The arctic wind attacked Leland’s nose leaving the tip numb and without feeling. He pulled his worn scarf tight to his mouth in order to shelter his face from the cold. His bones rattled beneath his skin, as he huddled up next to a rusted oil drum. The drum’s orange flames were the only source of warmth and comfort for Leland and his friends.
Candice threw garbage into the metal cylinder to try and keep the blaze going. They were out of matches and couldn’t afford to let the fire go out. Manny stood up from a dilapidated couch and the trio surrounded the drum like natives worshipping a sacred idol.
“The-the-they warned us to get to the shelter before it got this cold,” Leland’s teeth chattered.
“Too late. It’s too dangerous to try and make it there now,” Candice said as she wriggled her fingers near the flames.
Manny stared into the fire. The flames reflected off his square-shaped glasses as he watched the trash burn. He looked at his watch, a prize won in a fight with another vagabond.
“It’s 12:01 A.M…Christmas Eve.” Manny resumed his stare into the blaze. Time stood still for a moment until the silence was interrupted by a cold nose goosing Manny’s backside.
“Whoa! What the?” Manny turned around to see a scraggly hound dancing in the snow around him.
“Oscar!” Candice exclaimed. Her and Leland walked over to give the dog’s icy fur a nice petting. Leland looked off into the foggy white distance.

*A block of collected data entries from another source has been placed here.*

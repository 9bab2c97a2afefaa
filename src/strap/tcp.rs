//! TCP server and client straps.

use std::net::SocketAddr;
use std::sync::{Arc, OnceLock};

use async_trait::async_trait;
use tokio::net::{TcpListener, TcpStream};
use tracing::{debug, error, warn};

use crate::channel::{addr_pair_id, Channel, TcpTransport, Transport};
use crate::config::{ClientConf, ServerConf};
use crate::error::ChannelError;
use crate::handle::ChannelHandle;
use crate::runtime::Runtime;

use super::{
    log_strap_started, log_strap_stopped, removal_hook, with_stop_hook, ChannelSet, Strap,
    StrapCore, MAX_ACCEPT_FAILURES,
};

/// Accepts TCP connections and owns one channel per connection.
pub struct TcpServerStrap {
    core: StrapCore,
    conf: ServerConf,
    handle: Arc<ChannelHandle>,
    channels: Arc<ChannelSet>,
    local: OnceLock<SocketAddr>,
}

impl TcpServerStrap {
    pub fn new(conf: ServerConf, handle: ChannelHandle) -> Result<Arc<Self>, ChannelError> {
        Self::with_runtime(conf, handle, Runtime::global())
    }

    pub fn with_runtime(
        conf: ServerConf,
        handle: ChannelHandle,
        runtime: Arc<Runtime>,
    ) -> Result<Arc<Self>, ChannelError> {
        conf.validate()?;
        let channel_conf = conf
            .channel
            .clone()
            .unwrap_or_else(|| runtime.channel_conf().clone());
        let channels = ChannelSet::new();
        let handle = with_stop_hook(&handle, removal_hook(&channels));
        Ok(Arc::new(TcpServerStrap {
            core: StrapCore::new(conf.addr.clone(), runtime, channel_conf),
            conf,
            handle,
            channels,
            local: OnceLock::new(),
        }))
    }

    /// Bind the listen endpoint and spawn the accept task.
    pub async fn start(self: &Arc<Self>) -> Result<(), ChannelError> {
        self.core.begin_start()?;
        let listener = TcpListener::bind(&self.conf.addr).await?;
        let _ = self.local.set(listener.local_addr()?);
        self.core.mark_open();
        log_strap_started("tcp-server", self.core.id());

        let strap = Arc::clone(self);
        tokio::spawn(async move { strap.accept_loop(listener).await });
        Ok(())
    }

    /// The actually-bound address, available after `start`.
    pub fn local_addr(&self) -> Option<SocketAddr> {
        self.local.get().copied()
    }

    pub async fn channels(&self) -> Vec<Arc<Channel>> {
        self.channels.snapshot().await
    }

    pub async fn channel_count(&self) -> usize {
        self.channels.len().await
    }

    async fn accept_loop(self: Arc<Self>, listener: TcpListener) {
        let mut failures: u32 = 0;
        loop {
            tokio::select! {
                biased;
                _ = self.core.exit().cancelled() => break,
                accepted = listener.accept() => match accepted {
                    Ok((stream, peer)) => {
                        failures = 0;
                        if let Err(err) = self.adopt(stream, peer).await {
                            warn!(strap = %self.core.id(), peer = %peer, error = %err, "rejected tcp connection");
                        }
                    }
                    Err(err) => {
                        failures += 1;
                        warn!(strap = %self.core.id(), error = %err, failures, "tcp accept failed");
                        if failures >= MAX_ACCEPT_FAILURES {
                            error!(strap = %self.core.id(), "persistent accept failures, stopping strap");
                            self.stop().await;
                            break;
                        }
                    }
                }
            }
        }
        debug!(strap = %self.core.id(), "accept task exited");
    }

    async fn adopt(self: &Arc<Self>, stream: TcpStream, _peer: SocketAddr) -> Result<(), ChannelError> {
        if self.core.is_closed() {
            return Err(ChannelError::ChannelClosed(self.core.id().to_string()));
        }
        let current = self.channels.len().await;
        if current >= self.conf.max_channels {
            drop(stream);
            return Err(ChannelError::AtCapacity {
                id: self.core.id().to_string(),
                current,
                limit: self.conf.max_channels,
            });
        }

        let transport = TcpTransport::new(stream)?;
        let id = addr_pair_id(transport.local_addr(), transport.remote_addr());
        let parent: Arc<dyn Strap> = Arc::clone(self) as Arc<dyn Strap>;
        let channel = Channel::new(
            id,
            self.core.channel_conf().clone(),
            Some(Arc::clone(self.core.runtime().read_pool())),
            Arc::clone(&self.handle),
            Box::new(transport),
            Some(Arc::downgrade(&parent)),
        );
        channel.start().await?;
        if let Err(err) = self
            .channels
            .try_insert(Arc::clone(&channel), self.conf.max_channels, self.core.id())
            .await
        {
            channel.stop().await;
            return Err(err);
        }
        debug!(strap = %self.core.id(), channel_id = %channel.id(), "tcp channel accepted");
        Ok(())
    }
}

#[async_trait]
impl Strap for TcpServerStrap {
    fn id(&self) -> &str {
        self.core.id()
    }

    fn is_closed(&self) -> bool {
        self.core.is_closed()
    }

    async fn stop(&self) {
        if self.core.begin_close() {
            self.channels.stop_all().await;
            log_strap_stopped("tcp-server", self.core.id());
        }
    }
}

/// Dials one TCP connection and owns its channel.
pub struct TcpClientStrap {
    core: StrapCore,
    conf: ClientConf,
    handle: Arc<ChannelHandle>,
    channel: tokio::sync::Mutex<Option<Arc<Channel>>>,
}

impl TcpClientStrap {
    pub fn new(conf: ClientConf, handle: ChannelHandle) -> Result<Arc<Self>, ChannelError> {
        Self::with_runtime(conf, handle, Runtime::global())
    }

    pub fn with_runtime(
        conf: ClientConf,
        handle: ChannelHandle,
        runtime: Arc<Runtime>,
    ) -> Result<Arc<Self>, ChannelError> {
        conf.validate()?;
        let channel_conf = conf
            .channel
            .clone()
            .unwrap_or_else(|| runtime.channel_conf().clone());
        Ok(Arc::new(TcpClientStrap {
            core: StrapCore::new(conf.addr.clone(), runtime, channel_conf),
            conf,
            handle: Arc::new(handle),
            channel: tokio::sync::Mutex::new(None),
        }))
    }

    /// Dial the endpoint and start the single channel.
    pub async fn start(self: &Arc<Self>) -> Result<(), ChannelError> {
        self.core.begin_start()?;
        let stream = TcpStream::connect(&self.conf.addr).await?;
        let transport = TcpTransport::new(stream)?;
        let id = addr_pair_id(transport.local_addr(), transport.remote_addr());
        let parent: Arc<dyn Strap> = Arc::clone(self) as Arc<dyn Strap>;
        let channel = Channel::new(
            id,
            self.core.channel_conf().clone(),
            Some(Arc::clone(self.core.runtime().read_pool())),
            Arc::clone(&self.handle),
            Box::new(transport),
            Some(Arc::downgrade(&parent)),
        );
        channel.start().await?;
        *self.channel.lock().await = Some(channel);
        self.core.mark_open();
        log_strap_started("tcp-client", self.core.id());
        Ok(())
    }

    pub async fn channel(&self) -> Option<Arc<Channel>> {
        self.channel.lock().await.clone()
    }
}

#[async_trait]
impl Strap for TcpClientStrap {
    fn id(&self) -> &str {
        self.core.id()
    }

    fn is_closed(&self) -> bool {
        self.core.is_closed()
    }

    async fn stop(&self) {
        if self.core.begin_close() {
            if let Some(channel) = self.channel.lock().await.take() {
                channel.stop().await;
            }
            log_strap_stopped("tcp-client", self.core.id());
        }
    }
}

“If Oscar is here, then that must mean…”
Leland’s words were interrupted by the appearance of a figure emerging from the white carrying a long, soggy cardboard box in his arms.
“Ernie!” Candice shrieked. “We thought you took the train to Leadville.”
“I couldn’t leave my friends during the holidays. Besides, I need to sober up before I attempt to contact Lisa again.”
“Whatcha got there Ernie?” Leland inquired.
Ernie’s eyes lit up. “I found this in a dumpster behind the Northern Avenue Grocery Store!”
Ernie removed an artificial, miniature Christmas tree from the wet box.
“We can decorate it and have Christmas together…as a family.”
Manny rolled over a large wooden spool and laid it down flat in front of the group. Ernie placed the tree onto the surface and unfolded its fake branches. Candice’s toothless grin turned into a look of concern as she stared at the naked tree.
“We don’t have any decorations for this little tree!” Candice rummaged through the dumpster looking for suitable decorations.
“Candice, come sit down for a moment.” Ernie pointed to the open spot on the couch next to Manny and Leland.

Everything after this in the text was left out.